El pasado terremoto desnudó muchas de nuestras falencias. Aunque la discusión se ha centrado en la ausencia de procedimientos de emergencia y en las responsabilidades iniciales que pudieron haber cabido a las autoridades del gobierno saliente, existe una sensación generalizada de que este país no era el que imaginábamos o, al menos, que difiere de la imagen que con tanto afán hemos querido instalar dentro y fuera de Chile.
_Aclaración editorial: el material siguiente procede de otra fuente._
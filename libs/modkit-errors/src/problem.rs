//! RFC 9457 Problem Details (pure data model, no HTTP framework dependencies)

use http::StatusCode;
use serde::{Deserialize, Deserializer, Serialize, Serializer};

/// Content type for Problem Details as per RFC 9457.
pub const APPLICATION_PROBLEM_JSON: &str = "application/problem+json";

#[allow(clippy::trivially_copy_pass_by_ref)] // serde requires &T signature
fn serialize_status<S>(status: &StatusCode, serializer: S) -> Result<S::Ok, S::Error>
where
    S: Serializer,
{
    serializer.serialize_u16(status.as_u16())
}

fn deserialize_status<'de, D>(deserializer: D) -> Result<StatusCode, D::Error>
where
    D: Deserializer<'de>,
{
    let code = u16::deserialize(deserializer)?;
    StatusCode::from_u16(code).map_err(serde::de::Error::custom)
}

/// RFC 9457 Problem Details.
#[derive(Debug, Clone, Serialize, Deserialize)]
#[must_use]
pub struct Problem {
    #[serde(rename = "type")]
    pub type_url: String,
    pub title: String,
    /// Serialized as a bare number.
    #[serde(serialize_with = "serialize_status", deserialize_with = "deserialize_status")]
    pub status: StatusCode,
    pub detail: String,
    /// Machine-readable error class key, e.g. `_forbidden`.
    pub code: String,
    #[serde(default, skip_serializing_if = "Option::is_none")]
    pub errors: Option<Vec<ValidationViolation>>,
}

/// A single failed check on one input field.
#[derive(Debug, Clone, PartialEq, Eq, Serialize, Deserialize)]
pub struct ValidationViolation {
    /// Field name as the caller sent it, e.g. `email`
    pub field: String,
    pub message: String,
    /// Rule that failed, e.g. `required` or `maxLength`
    #[serde(skip_serializing_if = "Option::is_none")]
    pub code: Option<String>,
}

impl ValidationViolation {
    pub fn new(field: impl Into<String>, message: impl Into<String>) -> Self {
        Self {
            field: field.into(),
            message: message.into(),
            code: None,
        }
    }

    #[must_use]
    pub fn with_code(mut self, code: impl Into<String>) -> Self {
        self.code = Some(code.into());
        self
    }
}

impl Problem {
    pub fn new(status: StatusCode, title: impl Into<String>, detail: impl Into<String>) -> Self {
        Self {
            type_url: "about:blank".to_owned(),
            title: title.into(),
            status,
            detail: detail.into(),
            code: String::new(),
            errors: None,
        }
    }

    pub fn with_type(mut self, type_url: impl Into<String>) -> Self {
        self.type_url = type_url.into();
        self
    }

    pub fn with_code(mut self, code: impl Into<String>) -> Self {
        self.code = code.into();
        self
    }

    pub fn with_errors(mut self, errors: Vec<ValidationViolation>) -> Self {
        self.errors = Some(errors);
        self
    }
}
A estas alturas, es casi una obviedad insistir en la enorme desigualdad social que arrastra nuestro país, lo que ha sido agravado por los incentivos perversos de un modelo de desarrollo que ha exacerbado la cultura del éxito económico, el individualismo y la acumulación de bienes materiales como principal vía de ascenso social. En efecto, el respeto, la solidaridad o la conciencia de que somos parte de una comunidad son cuestiones más bien accesorias, anecdóticas me atrevería a decir, que a lo sumo son rescatadas con motivo de cruzadas mediáticas, pero que poco calan en la formación del talante ciudadano.
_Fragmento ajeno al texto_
//! `list` and `suggest`: paginated, ordered reads.

use async_trait::async_trait;
use sea_orm::DatabaseTransaction;
use sea_orm::sea_query::{Condition, Order, SelectStatement};
use serde::{Deserialize, Serialize};
use serde_json::Value;

use super::{ActionContext, EntityAction, to_json};
use crate::alias::QualifiedColumn;
use crate::error::ActionError;
use crate::hooks::{HookSlot, SuggestTuple};
use crate::query::{assemble, assemble_count};
use crate::record::{Record, aggregate_keys, as_u64};

/// One page of rows plus everything a client needs to render pagination.
#[derive(Debug, Clone, PartialEq, Serialize, Deserialize)]
#[serde(rename_all = "camelCase")]
pub struct ListResult<T = Record> {
    pub result: Vec<T>,
    pub total: u64,
    pub limit: u64,
    pub current_page: u64,
    pub total_pages: u64,
    pub local_pages: Vec<u64>,
    pub next_page: Option<u64>,
    pub prev_page: Option<u64>,
    pub first_page: Option<u64>,
    pub last_page: Option<u64>,
}

impl<T> ListResult<T> {
    /// The shape returned when the list queries fail.
    #[must_use]
    pub fn empty(current_page: u64, limit: u64) -> Self {
        Self {
            result: Vec::new(),
            total: 0,
            limit,
            current_page,
            total_pages: 0,
            local_pages: Vec::new(),
            next_page: None,
            prev_page: None,
            first_page: None,
            last_page: None,
        }
    }

    /// Page `page` of `total` rows, `limit` per page.
    #[must_use]
    pub fn paginate(result: Vec<T>, total: u64, page: u64, limit: u64, window: u64) -> Self {
        let total_pages = total.div_ceil(limit.max(1));
        Self {
            result,
            total,
            limit,
            current_page: page,
            total_pages,
            local_pages: local_pages(page, total_pages, window),
            next_page: (page < total_pages && total_pages > 1).then(|| page + 1),
            prev_page: (page > 1 && total_pages > 1).then(|| page - 1),
            first_page: (total_pages > 0 && page > 1).then_some(1),
            last_page: (total_pages > 0 && page < total_pages).then_some(total_pages),
        }
    }

    /// Same pagination, rows mapped.
    #[must_use]
    pub fn map<U>(self, f: impl FnMut(T) -> U) -> ListResult<U> {
        ListResult {
            result: self.result.into_iter().map(f).collect(),
            total: self.total,
            limit: self.limit,
            current_page: self.current_page,
            total_pages: self.total_pages,
            local_pages: self.local_pages,
            next_page: self.next_page,
            prev_page: self.prev_page,
            first_page: self.first_page,
            last_page: self.last_page,
        }
    }
}

/// Page numbers shown around `current`: at most `window` of them, starting at
/// 1 near the front, ending at `total_pages` near the back, otherwise
/// starting `ceil(window / 2)` pages before `current`.
///
/// ```
/// use modkit_actions::actions::lister::local_pages;
/// assert_eq!(local_pages(22, 100, 10), (18..=27).collect::<Vec<_>>());
/// assert_eq!(local_pages(3, 5, 10), vec![1, 2, 3, 4, 5]);
/// ```
#[must_use]
pub fn local_pages(current: u64, total_pages: u64, window: u64) -> Vec<u64> {
    let shown = total_pages.min(window);
    let half = window.div_ceil(2);
    let first = if current < half {
        1
    } else if total_pages.saturating_sub(current) <= window {
        total_pages - shown + 1
    } else {
        current + 1 - half
    };
    (first..first + shown).collect()
}

fn string_list(value: Option<&Value>) -> Vec<String> {
    match value {
        Some(Value::String(s)) => vec![s.clone()],
        Some(Value::Array(items)) => items
            .iter()
            .filter_map(|v| v.as_str().map(str::to_owned))
            .collect(),
        _ => Vec::new(),
    }
}

/// Parsed paging and ordering arguments.
#[derive(Debug, Clone, PartialEq)]
pub(crate) struct ListArgs {
    pub(crate) page: u64,
    pub(crate) limit: u64,
    pub(crate) order: Vec<(String, Order)>,
}

#[derive(Clone, Debug)]
pub struct Lister {
    ctx: ActionContext,
}

impl Lister {
    #[must_use]
    pub fn new(ctx: ActionContext) -> Self {
        Self { ctx }
    }

    pub(crate) fn context(&self) -> &ActionContext {
        &self.ctx
    }

    pub(crate) fn parse_args(&self, args: &Record) -> ListArgs {
        let d = &self.ctx.descriptor;
        let page = as_u64(args.get("page")).filter(|p| *p > 0).unwrap_or(1);
        let limit = self
            .ctx
            .config
            .list
            .clamp_limit(as_u64(args.get("limit")), d.list_page_limit());

        let dirs = string_list(args.get("orderDir"));
        let order = string_list(args.get("orderBy"))
            .into_iter()
            .enumerate()
            .filter_map(|(i, col)| {
                if !d.orderable().contains(&col) {
                    tracing::debug!(column = %col, "column is not orderable");
                    return None;
                }
                let dir = match dirs.get(i).map(|s| s.to_ascii_lowercase()) {
                    Some(dir) if dir == "desc" => Order::Desc,
                    _ => Order::Asc,
                };
                Some((col, dir))
            })
            .collect();
        ListArgs { page, limit, order }
    }

    /// Declarative filters of the descriptor ANDed with every registered builder.
    fn filter(&self, args: &Record) -> Condition {
        let d = &self.ctx.descriptor;
        let mut cond = Condition::all();
        if let Some(spec) = d.list_where() {
            cond = cond.add(spec.condition(args, d.aliases(), d.entity_name()));
        }
        for build in self.ctx.hooks.list_where() {
            cond = cond.add(build(args, d.aliases()));
        }
        cond
    }

    fn result_query(&self, parsed: &ListArgs, filter: Condition) -> SelectStatement {
        let d = &self.ctx.descriptor;
        let primary = d.entity_name();
        let mut q = assemble(d, filter);
        for (col, dir) in &parsed.order {
            q.order_by_expr(d.aliases().resolve(col, primary).expr(), dir.clone());
        }
        // without a key in the ordering, pages may overlap or skip rows
        if !parsed.order.iter().any(|(col, _)| d.keys().contains(col)) {
            for key in d.keys() {
                q.order_by_expr(QualifiedColumn::new(primary, key).expr(), Order::Asc);
            }
        }
        q.limit(parsed.limit).offset((parsed.page - 1).saturating_mul(parsed.limit));
        q
    }

    async fn query(&self, args: &Record, parsed: &ListArgs, tx: Option<&DatabaseTransaction>) -> Result<ListResult, ActionError> {
        let d = &self.ctx.descriptor;
        let runner = self.ctx.runner(tx);
        let filter = self.filter(args);
        let rows_q = self.result_query(parsed, filter.clone());
        let count_q = assemble_count(d, filter);
        let (rows, total) = futures::try_join!(runner.fetch_all(&rows_q), runner.count(&count_q))?;
        let window = self.ctx.config.list.local_page_window;
        let listed = ListResult::paginate(rows, total, parsed.page, parsed.limit, window);
        self.ctx.typed_hook(HookSlot::OnListResult, listed, args)
    }

    /// One page of rows matching `args`.
    ///
    /// Query failures are logged and reported as an empty page rather than
    /// returned to the caller.
    #[tracing::instrument(
        name = "list",
        skip_all,
        fields(entity = %self.ctx.descriptor.entity_name())
    )]
    pub async fn list(&self, args: &Record, tx: Option<&DatabaseTransaction>) -> ListResult {
        let parsed = self.parse_args(args);
        let started = std::time::Instant::now();
        match self.query(args, &parsed, tx).await {
            Ok(listed) => {
                tracing::debug!(
                    total = listed.total,
                    page = parsed.page,
                    elapsed_ms = u64::try_from(started.elapsed().as_millis()).unwrap_or(u64::MAX),
                    "listed"
                );
                listed
            }
            Err(err) => {
                tracing::error!(error = %err, args = %self.ctx.loggable(args), "list query failed");
                ListResult::empty(parsed.page, parsed.limit)
            }
        }
    }
}

#[async_trait]
impl EntityAction for Lister {
    fn name(&self) -> &str {
        "list"
    }

    async fn invoke(&self, args: Record, tx: Option<&DatabaseTransaction>) -> Result<Value, ActionError> {
        to_json(self.list(&args, tx).await)
    }
}

/// `suggest`: a list whose rows are reduced to `{value, label}` pairs.
#[derive(Clone, Debug)]
pub struct Suggester {
    lister: Lister,
}

impl Suggester {
    #[must_use]
    pub fn new(ctx: ActionContext) -> Self {
        Self { lister: Lister::new(ctx) }
    }

    fn tuple(&self, row: &Record) -> SuggestTuple {
        let ctx = self.lister.context();
        if let Some(custom) = ctx.hooks.suggest() {
            return custom(row);
        }
        let d = &ctx.descriptor;
        let joined = || Value::String(aggregate_keys(row, d.keys(), ":"));
        let pick = |key: Option<&str>| match key {
            Some(key) => row.get(key).cloned().unwrap_or(Value::Null),
            None => joined(),
        };
        SuggestTuple {
            value: pick(d.suggest_value_key()),
            label: pick(d.suggest_label_key()),
        }
    }

    /// One page of suggestions; degrades like [`Lister::list`].
    pub async fn suggest(&self, args: &Record, tx: Option<&DatabaseTransaction>) -> ListResult<SuggestTuple> {
        self.lister.list(args, tx).await.map(|row| self.tuple(&row))
    }
}

#[async_trait]
impl EntityAction for Suggester {
    fn name(&self) -> &str {
        "suggest"
    }

    async fn invoke(&self, args: Record, tx: Option<&DatabaseTransaction>) -> Result<Value, ActionError> {
        to_json(self.suggest(&args, tx).await)
    }
}

#[cfg(test)]
#[cfg_attr(coverage_nightly, coverage(off))]
mod tests {
    use super::*;

    #[test]
    fn local_pages_near_the_front_start_at_one() {
        assert_eq!(local_pages(3, 12, 10), (1..=10).collect::<Vec<_>>());
        assert_eq!(local_pages(1, 1, 10), vec![1]);
    }

    #[test]
    fn local_pages_center_in_the_middle() {
        assert_eq!(local_pages(22, 100, 10), vec![18, 19, 20, 21, 22, 23, 24, 25, 26, 27]);
    }

    #[test]
    fn local_pages_near_the_back_end_at_last_page() {
        assert_eq!(local_pages(97, 100, 10), (91..=100).collect::<Vec<_>>());
        assert_eq!(local_pages(90, 100, 10), (91..=100).collect::<Vec<_>>());
    }

    #[test]
    fn local_pages_past_the_end_still_window_the_tail() {
        assert_eq!(local_pages(9, 4, 10), vec![1, 2, 3, 4]);
        assert!(local_pages(1, 0, 10).is_empty());
    }

    #[test]
    fn paginate_marks_missing_neighbours_as_none() {
        let single: ListResult<u8> = ListResult::paginate(vec![1, 2], 2, 1, 10, 10);
        assert_eq!(single.total_pages, 1);
        assert_eq!((single.next_page, single.prev_page, single.first_page, single.last_page), (None, None, None, None));

        let middle: ListResult<u8> = ListResult::paginate(Vec::new(), 45, 3, 10, 10);
        assert_eq!(middle.total_pages, 5);
        assert_eq!(middle.next_page, Some(4));
        assert_eq!(middle.prev_page, Some(2));
        assert_eq!(middle.first_page, Some(1));
        assert_eq!(middle.last_page, Some(5));
    }

    #[test]
    fn empty_result_serializes_nulls() {
        let v = serde_json::to_value(ListResult::<Record>::empty(2, 25)).unwrap();
        assert_eq!(v["currentPage"], 2);
        assert_eq!(v["limit"], 25);
        assert!(v["nextPage"].is_null());
        assert_eq!(v["localPages"], serde_json::json!([]));
    }
}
Es cierto que nos hemos escandalizado por el comportamiento de muchos de nuestros compatriotas durante estos días. Son injustificables los saqueos, el aprovechamiento y el afán acaparador de algunos. Sin embargo, ¿deberíamos estar extrañados por la pérdida de la decencia cívica cuando durante décadas hemos contribuido a transmitir la cultura del “sálvense quien pueda”? Más allá de los esfuerzos de estos años, sigue instalada la idea que las personas deben rascarse sólo con sus propias uñas.

En efecto, otro de los tantos muros que esta semana se nos derrumbó tiene que ver con la real capacidad de auxilio por parte del Estado. La grandilocuente frase que pronunciara un otrora Presidente, “las instituciones funcionan”, pareció una macabra broma para quienes más sufrieron los efectos de esta tragedia. La precariedad del aparato público no sólo se hizo ver en su incapacidad para responder en forma ágil y oportuna, sino también en la sucesión de descoordinaciones, errores y vacilaciones de las máximas autoridades. Sin desconocer ninguno de los importantes avances con motivo de un Estado crecientemente más relevante en el devenir de las personas, reconozcamos que estamos muy lejos de lo que nosotros mismos habíamos diagnosticado.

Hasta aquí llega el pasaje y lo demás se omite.